Institut Montaigne: Several rationales have been advanced by President Putin and his circle to justify the attack on Ukraine. How do you assess the respective weight of the motivations behind Russia’s move?
Fyodor A. Lukyanov: The launching of a military campaign against Ukraine is undoubtedly a groundbreaking event in post-Soviet history – perhaps the most significant. Many intertwined motivations guided this decision. We can try to summarize the most important ones.
- First, there was development both inside and around Ukraine pointing to increased military cooperation between Ukraine, NATO and the US. During the war, many things from the previous period came up, confirming the Kremlin’s suspicious belief that military interaction between Ukraine and the West had been essential and growing after 2014. Now the secret is out in the open and has become a matter of pride for the US, the British and NATO. Since Moscow noticed this dynamic for a protracted while, a conclusion was made that either Ukraine (or Ukraine together with NATO) may try to challenge Russia one day in the foreseeable future.
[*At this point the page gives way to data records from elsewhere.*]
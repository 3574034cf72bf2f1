//! HTTP API for the tournament server.
//!
//! Every endpoint is a synchronous JSON request/response over the library
//! managers held in [`AppState`].
//!
//! # Modules
//!
//! - [`recommendations`]: Format recommendations and admin decisions
//! - [`brackets`]: Bracket generation, match scheduling and results
//! - [`leaderboards`]: Medal standings and champions per event
//! - [`middleware`]: Request metrics
//! - [`request_id`]: Request id propagation
//!
//! # Endpoints Overview
//!
//! ```text
//! GET  /health                                  - Store health check
//! POST /api/v1/recommendations                  - Recommend and store
//! GET  /api/v1/recommendations/stats            - Acceptance statistics
//! GET  /api/v1/recommendations/{id}             - Stored recommendation
//! POST /api/v1/recommendations/{id}/choice      - Record admin choice
//! POST /api/v1/brackets                         - Create bracket and matches
//! GET  /api/v1/brackets/{id}                    - Bracket summary with matches
//! GET  /api/v1/brackets/{id}/leaderboard        - Bracket standings
//! POST /api/v1/brackets/{id}/recompute          - Recompute progress
//! POST /api/v1/matches/{id}/schedule            - Set date and venue
//! POST /api/v1/matches/{id}/start               - Mark match ongoing
//! POST /api/v1/matches/{id}/result              - Submit result
//! GET  /api/v1/events/{id}/brackets             - Brackets of an event
//! GET  /api/v1/events/{id}/leaderboard          - Event leaderboard
//! GET  /api/v1/events/{id}/leaderboard/sports   - Per-sport leaderboards
//! GET  /api/v1/events/{id}/champions            - Champions per sport
//! ```
//!
//! # Errors
//!
//! Failures are returned as `{"error": "..."}` with the status chosen by
//! [`errors`]: missing records are 404, rejected state transitions 409,
//! malformed input 400 and unreachable storage 503.

pub mod brackets;
pub mod errors;
pub mod leaderboards;
pub mod middleware;
pub mod recommendations;
pub mod request_id;

use axum::{
    Router,
    extract::State,
    http::StatusCode,
    response::{IntoResponse, Json},
    routing::{get, post},
};
use serde_json::json;
use std::sync::Arc;
use tourney::{
    BracketManager, FormatRecommender, LeaderboardManager, MemoryBracketStore,
    MemoryRecommendationStore, bracket::BracketStore, recommend::RecommendationStore,
};
use tower::ServiceBuilder;
use tower_http::cors::CorsLayer;

/// Application state shared across all HTTP handlers.
///
/// Cloned for each request; the managers sit behind `Arc`.
#[derive(Clone)]
pub struct AppState {
    pub brackets: Arc<BracketManager>,
    pub leaderboards: Arc<LeaderboardManager>,
    pub recommender: Arc<FormatRecommender>,
}

impl AppState {
    /// Build the managers over the given stores
    pub fn new(
        bracket_store: Arc<dyn BracketStore>,
        recommendation_store: Arc<dyn RecommendationStore>,
        history_window: usize,
    ) -> Self {
        Self {
            brackets: Arc::new(BracketManager::new(bracket_store.clone())),
            leaderboards: Arc::new(LeaderboardManager::new(bracket_store)),
            recommender: Arc::new(
                FormatRecommender::new(recommendation_store).with_history_window(history_window),
            ),
        }
    }

    /// State over fresh in-memory stores
    pub fn in_memory(history_window: usize) -> Self {
        Self::new(
            Arc::new(MemoryBracketStore::new()),
            Arc::new(MemoryRecommendationStore::new()),
            history_window,
        )
    }
}

/// Create the complete API router with all endpoints and middleware.
///
/// # Example
///
/// ```rust,no_run
/// # use tourney_server::api::{create_router, AppState};
/// # async fn example() -> Result<(), Box<dyn std::error::Error>> {
/// let app = create_router(AppState::in_memory(50));
/// let listener = tokio::net::TcpListener::bind("0.0.0.0:3000").await?;
/// axum::serve(listener, app).await?;
/// # Ok(())
/// # }
/// ```
pub fn create_router(state: AppState) -> Router {
    Router::new()
        .route("/health", get(health_check))
        .nest("/api/v1", create_v1_router())
        // Route layer so the matched route template is known when recording
        .route_layer(axum::middleware::from_fn(middleware::track_metrics))
        .layer(
            ServiceBuilder::new()
                .layer(axum::middleware::from_fn(request_id::request_id_middleware))
                .layer(CorsLayer::permissive()),
        )
        .with_state(state)
}

/// Create API v1 router with all versioned endpoints.
fn create_v1_router() -> Router<AppState> {
    let recommendation_routes = Router::new()
        .route("/recommendations", post(recommendations::create_recommendation))
        .route("/recommendations/stats", get(recommendations::statistics))
        .route("/recommendations/{id}", get(recommendations::get_recommendation))
        .route(
            "/recommendations/{id}/choice",
            post(recommendations::record_choice),
        );

    let bracket_routes = Router::new()
        .route("/brackets", post(brackets::create_bracket))
        .route("/brackets/{id}", get(brackets::get_bracket))
        .route(
            "/brackets/{id}/leaderboard",
            get(leaderboards::bracket_leaderboard),
        )
        .route("/brackets/{id}/recompute", post(brackets::recompute))
        .route("/matches/{id}/schedule", post(brackets::schedule_match))
        .route("/matches/{id}/start", post(brackets::start_match))
        .route("/matches/{id}/result", post(brackets::submit_result));

    let event_routes = Router::new()
        .route("/events/{id}/brackets", get(brackets::list_event_brackets))
        .route(
            "/events/{id}/leaderboard",
            get(leaderboards::event_leaderboard),
        )
        .route(
            "/events/{id}/leaderboard/sports",
            get(leaderboards::sport_leaderboards),
        )
        .route("/events/{id}/champions", get(leaderboards::event_champions));

    Router::new()
        .merge(recommendation_routes)
        .merge(bracket_routes)
        .merge(event_routes)
}

/// Health check endpoint for monitoring and load balancers.
///
/// Returns `200 OK` when the bracket store answers, `503 Service Unavailable`
/// otherwise.
///
/// ```bash
/// curl http://localhost:6969/health
/// # {"status":"healthy","version":"0.1.0","store":true,"timestamp":"2026-10-18T10:30:00Z"}
/// ```
async fn health_check(State(state): State<AppState>) -> impl IntoResponse {
    let store_healthy = match state.brackets.health_check().await {
        Ok(()) => true,
        Err(e) => {
            tracing::warn!(error = %e, "Health check failed");
            false
        }
    };

    let status_code = if store_healthy {
        StatusCode::OK
    } else {
        StatusCode::SERVICE_UNAVAILABLE
    };

    let response = json!({
        "status": if store_healthy { "healthy" } else { "unhealthy" },
        "version": env!("CARGO_PKG_VERSION"),
        "store": store_healthy,
        "timestamp": chrono::Utc::now().to_rfc3339(),
    });

    (status_code, Json(response))
}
So, when Russian leaders said that the February move was a preemptive strike, they meant it.
- Ukraine is the culmination of a long history of Russian attempts to limit NATO expansion, which started in the 1990s and never stopped since. From the Russian point of view, NATO abused its exceptional position obtained after the collapse of the Soviet Union. The alliance de facto positioned itself as equal to the European security system. Its expansion was presented as the consistent extension of the security zone in Europe despite Russian claims that this went against the overall consensus on indivisible securities. Starting from the late 1990s, Russia came up with several proposals about how to adapt the European security architecture to address Russia’s concerns as a country never considered a potential NATO ally. All Russian ideas were consistently dismissed by Western allies without proper discussions. The assumption that security arrangements (as they emerged in the wake of the collapse of communism and the USSR) were non-negotiable was seen by Western powers as an axiom. Russian bitter irritation grew with each new state joining NATO, and it was clear since 2008 that Moscow considered Ukraine as an absolute red line when it came to NATO membership, Putin warned about that during NATO’s Bucharest summit. The 2014 Euromaidan in Ukraine, passionately supported by the West, contributed to the feeling that the West decided to disregard any red lines drawn by Russia.
The specific part of this decision clearly outlined in President Putin’s article in July 2021 is a perception in Russia that Ukraine in its current borders, and with its current identity based on sharp distancing from Russia, is an artificial creature with no real historical grounds. This is a complicated reckoning with the Soviet past, considered in today’s Russia in an ambivalent way – both as a historic peak of Russian might and an experiment that undermined traditional Russia and encouraged quasi-ethnic separation. Some call the current situation a postponed Russian civil war: one which the nation avoided immediately after the collapse of the Soviet Union, but with growing internal tensions fueled by what was described above.